The Independent on the 25th February 2020, said ‘From the razor-sharp opening paragraph to the dramatic ending 863 pages later, Hilary Mantel’s The Mirror & The Light is superb, right to the last crimson drop.’
On the 3rd March 2020, Kirsten Tranter in the SMH said,
Scrupulously detailed, psychologically acute, The Mirror and the Light marches the reader through less famous historical material including Henry’s next three marriages, a dramatic rebellion, political intrigue of mind-blowing intricacy, and a parade of gruesome state-sponsored executions, all rendered in arrestingly gorgeous prose. Mantel has perfected the distinctive voice of earlier volumes, an urgent present tense that takes the reader deep inside Cromwell’s calculating, troubled mind.
Various themes are being threaded throughout the trilogy (including one to do with fabric and clothing). Also watch out for Mantel’s use of ghosts, memory, myths and story-telling (the stories we tell to make sense of our lives and how they change with time and changing needs, the memories we chose to remember and how we weave these together), power and ambition, politics and the church, private life versus public life (portraits and role playing), father/son relationships and just how many Thomas’ can one book series have?
Have you noticed any other recurring themes or motifs in the Wolf Hall trilogy?
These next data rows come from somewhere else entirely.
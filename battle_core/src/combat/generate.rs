//! Opponent generation from templates, level and tier

use crate::unit::Enemy;
use bestiary_core::{
    ActionEntry, ActionPool, BaseStats, DamageFormula, EnemyAction, EnemyKind, EnemyTier,
    TemplateError, TemplateRegistry, Traits,
};
use gear_core::StatusCategory;
use rand::Rng;

/// Stat growth per level above 1
const LEVEL_STAT_GROWTH: f64 = 0.08;
/// HP growth per level above 1
const LEVEL_HP_GROWTH: f64 = 0.12;

/// Options for `generate_enemy`
#[derive(Debug, Clone, Default, PartialEq)]
pub struct GenerateOptions {
    /// Template id; a random registered template when absent
    pub template: Option<String>,
    /// Forced tier; rolled by spawn weight when absent
    pub tier: Option<EnemyTier>,
    /// Skip templates and scaling entirely and return the sparring opponent
    pub debug_sparring: bool,
}

impl GenerateOptions {
    pub fn template(id: impl Into<String>) -> Self {
        GenerateOptions {
            template: Some(id.into()),
            ..Default::default()
        }
    }

    pub fn with_tier(mut self, tier: EnemyTier) -> Self {
        self.tier = Some(tier);
        self
    }
}

/// Build a fresh opponent for one battle
pub fn generate_enemy<R: Rng>(
    registry: &TemplateRegistry,
    level: u32,
    opts: &GenerateOptions,
    rng: &mut R,
) -> Result<Enemy, TemplateError> {
    if opts.debug_sparring {
        return Ok(sparring_enemy(level));
    }

    let template = match &opts.template {
        Some(id) => registry.require(id)?,
        None => {
            let ids = registry.template_ids();
            if ids.is_empty() {
                return Err(TemplateError::EmptyRegistry);
            }
            registry.require(ids[rng.gen_range(0..ids.len())])?
        }
    };

    let tier = opts.tier.unwrap_or_else(|| EnemyTier::roll(rng));
    let profile = tier.profile();
    let level = level.max(1);
    let steps = (level - 1) as f64;

    let stat_scale = (1.0 + LEVEL_STAT_GROWTH * steps) * profile.stat_multiplier;
    let base = &template.stats;
    let stats = BaseStats {
        attack: base.attack * stat_scale,
        magic: base.magic * stat_scale,
        defense: base.defense * stat_scale,
        magic_defense: base.magic_defense * stat_scale,
        speed: base.speed * stat_scale,
    };
    let max_hp = ((template.base_hp as f64 * (1.0 + LEVEL_HP_GROWTH * steps) * profile.hp_multiplier)
        .round() as u32)
        .max(1);

    let mut traits = template.traits.clone();
    apply_floor(&mut traits, StatusCategory::Control, profile.control_resistance_floor);
    apply_floor(&mut traits, StatusCategory::Modifier, profile.debuff_resistance_floor);

    let mut actions = template.actions.clone();
    actions.scale_status_weights(profile.status_weight_multiplier);

    let name = match tier {
        EnemyTier::Normal => template.name.clone(),
        _ => format!("{} {}", tier, template.name),
    };

    tracing::debug!(
        template = %template.id,
        %tier,
        level,
        max_hp,
        "generated opponent"
    );

    Ok(Enemy::new(name, max_hp, stats, traits, actions)
        .with_level(level)
        .with_tier(tier)
        .with_kind(template.kind)
        .with_template_id(template.id.clone()))
}

/// Tier floor, only when the template sets nothing for the category
fn apply_floor(traits: &mut Traits, category: StatusCategory, floor: f64) {
    if floor > 0.0 && !traits.status_resistances.has_category(category) {
        traits.status_resistances.set_category(category, floor);
    }
}

/// Fixed high-stat opponent for testing builds; ignores scaling
pub fn sparring_enemy(level: u32) -> Enemy {
    let stats = BaseStats {
        attack: 60.0,
        magic: 60.0,
        defense: 120.0,
        magic_defense: 120.0,
        speed: 50.0,
    };
    let actions = ActionPool::new(vec![
        ActionEntry::new(EnemyAction::Attack(DamageFormula::default()), 60),
        ActionEntry::new(EnemyAction::Defend, 20),
        ActionEntry::new(EnemyAction::Buff, 10),
        ActionEntry::new(EnemyAction::Nothing, 10),
    ]);
    Enemy::new("Sparring Golem", 9_999, stats, Traits::default(), actions)
        .with_level(level.max(1))
        .with_tier(EnemyTier::Boss)
        .with_kind(EnemyKind::Construct)
        .with_template_id("debug_sparring")
}

#[cfg(test)]
mod tests {
    use super::*;
    use gear_core::StatusType;
    use rand::SeedableRng;
    use rand_chacha::ChaCha8Rng;

    fn setup() -> (TemplateRegistry, ChaCha8Rng) {
        (
            TemplateRegistry::builtin().unwrap(),
            ChaCha8Rng::seed_from_u64(42),
        )
    }

    #[test]
    fn test_normal_level_one_matches_template() {
        let (registry, mut rng) = setup();
        let opts = GenerateOptions::template("goblin").with_tier(EnemyTier::Normal);
        let enemy = generate_enemy(&registry, 1, &opts, &mut rng).unwrap();
        let template = registry.get("goblin").unwrap();

        assert_eq!(enemy.unit.max_hp, template.base_hp);
        assert_eq!(enemy.unit.current_hp, template.base_hp);
        assert!((enemy.stats.attack - template.stats.attack).abs() < 1e-9);
        assert_eq!(enemy.unit.name, template.name);
        assert_eq!(enemy.template_id, "goblin");
    }

    #[test]
    fn test_level_and_tier_scaling() {
        let (registry, mut rng) = setup();
        let opts = GenerateOptions::template("goblin").with_tier(EnemyTier::Boss);
        let enemy = generate_enemy(&registry, 6, &opts, &mut rng).unwrap();
        let template = registry.get("goblin").unwrap();

        // (1 + 0.08 * 5) * 2.0
        assert!((enemy.stats.attack - template.stats.attack * 2.8).abs() < 1e-9);
        // (1 + 0.12 * 5) * 3.5
        let expected_hp = (template.base_hp as f64 * 1.6 * 3.5).round() as u32;
        assert_eq!(enemy.unit.max_hp, expected_hp);
        assert!(enemy.unit.name.starts_with("Boss"));
        assert_eq!(enemy.level, 6);
    }

    #[test]
    fn test_tier_floors_only_when_absent() {
        let (registry, mut rng) = setup();
        let goblin = generate_enemy(
            &registry,
            1,
            &GenerateOptions::template("goblin").with_tier(EnemyTier::Named),
            &mut rng,
        )
        .unwrap();
        let table = &goblin.unit.status_defense.resistances;
        assert!((table.lookup(StatusType::Stun, StatusCategory::Control) - 30.0).abs() < f64::EPSILON);
        assert!((table.lookup(StatusType::Weaken, StatusCategory::Modifier) - 20.0).abs() < f64::EPSILON);

        // stone golem defines its own control resistance
        let golem = generate_enemy(
            &registry,
            1,
            &GenerateOptions::template("stone_golem").with_tier(EnemyTier::Boss),
            &mut rng,
        )
        .unwrap();
        let own = registry
            .get("stone_golem")
            .unwrap()
            .traits
            .status_resistances
            .lookup(StatusType::Sleep, StatusCategory::Control);
        let table = &golem.unit.status_defense.resistances;
        assert!((table.lookup(StatusType::Sleep, StatusCategory::Control) - own).abs() < f64::EPSILON);
    }

    #[test]
    fn test_status_weights_scaled() {
        let (registry, mut rng) = setup();
        let template = registry.get("goblin").unwrap();
        let enemy = generate_enemy(
            &registry,
            1,
            &GenerateOptions::template("goblin").with_tier(EnemyTier::Boss),
            &mut rng,
        )
        .unwrap();

        for (scaled, original) in enemy.actions.entries().iter().zip(template.actions.entries()) {
            if matches!(original.action, EnemyAction::Status { .. }) {
                assert_eq!(scaled.weight, original.weight * 2);
            } else {
                assert_eq!(scaled.weight, original.weight);
            }
        }
    }

    #[test]
    fn test_random_template_and_tier() {
        let (registry, mut rng) = setup();
        for _ in 0..20 {
            let enemy = generate_enemy(&registry, 3, &GenerateOptions::default(), &mut rng).unwrap();
            assert!(registry.contains(&enemy.template_id));
        }
    }

    #[test]
    fn test_unknown_template() {
        let (registry, mut rng) = setup();
        let result = generate_enemy(&registry, 1, &GenerateOptions::template("dragon"), &mut rng);
        assert!(matches!(result, Err(TemplateError::UnknownTemplate(_))));
    }

    #[test]
    fn test_empty_registry() {
        let mut rng = ChaCha8Rng::seed_from_u64(1);
        let result = generate_enemy(&TemplateRegistry::new(), 1, &GenerateOptions::default(), &mut rng);
        assert!(matches!(result, Err(TemplateError::EmptyRegistry)));
    }

    #[test]
    fn test_debug_sparring_bypasses_scaling() {
        let (registry, mut rng) = setup();
        let opts = GenerateOptions {
            debug_sparring: true,
            ..Default::default()
        };
        let enemy = generate_enemy(&registry, 30, &opts, &mut rng).unwrap();
        assert_eq!(enemy.unit.max_hp, 9_999);
        assert!((enemy.stats.attack - 60.0).abs() < f64::EPSILON);
        assert_eq!(enemy.template_id, "debug_sparring");
    }
}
If you would like me to add your reviews of WH, BUTB and TMATL to the list, please link your review in the comments below. Current and historic posts welcome.
Readalong Posts:
Wolf Hall reviews:
Bring Up the Bodies reviews:
Related Posts:
- Reese @ Typings – Thomas Wyatt, Sonnet
#WolfHallReadalong2021
I started The Mirror & the Light two days ago and am finding it slow going, but still liking it. I am finding it easier to follow but have a feeling of dread.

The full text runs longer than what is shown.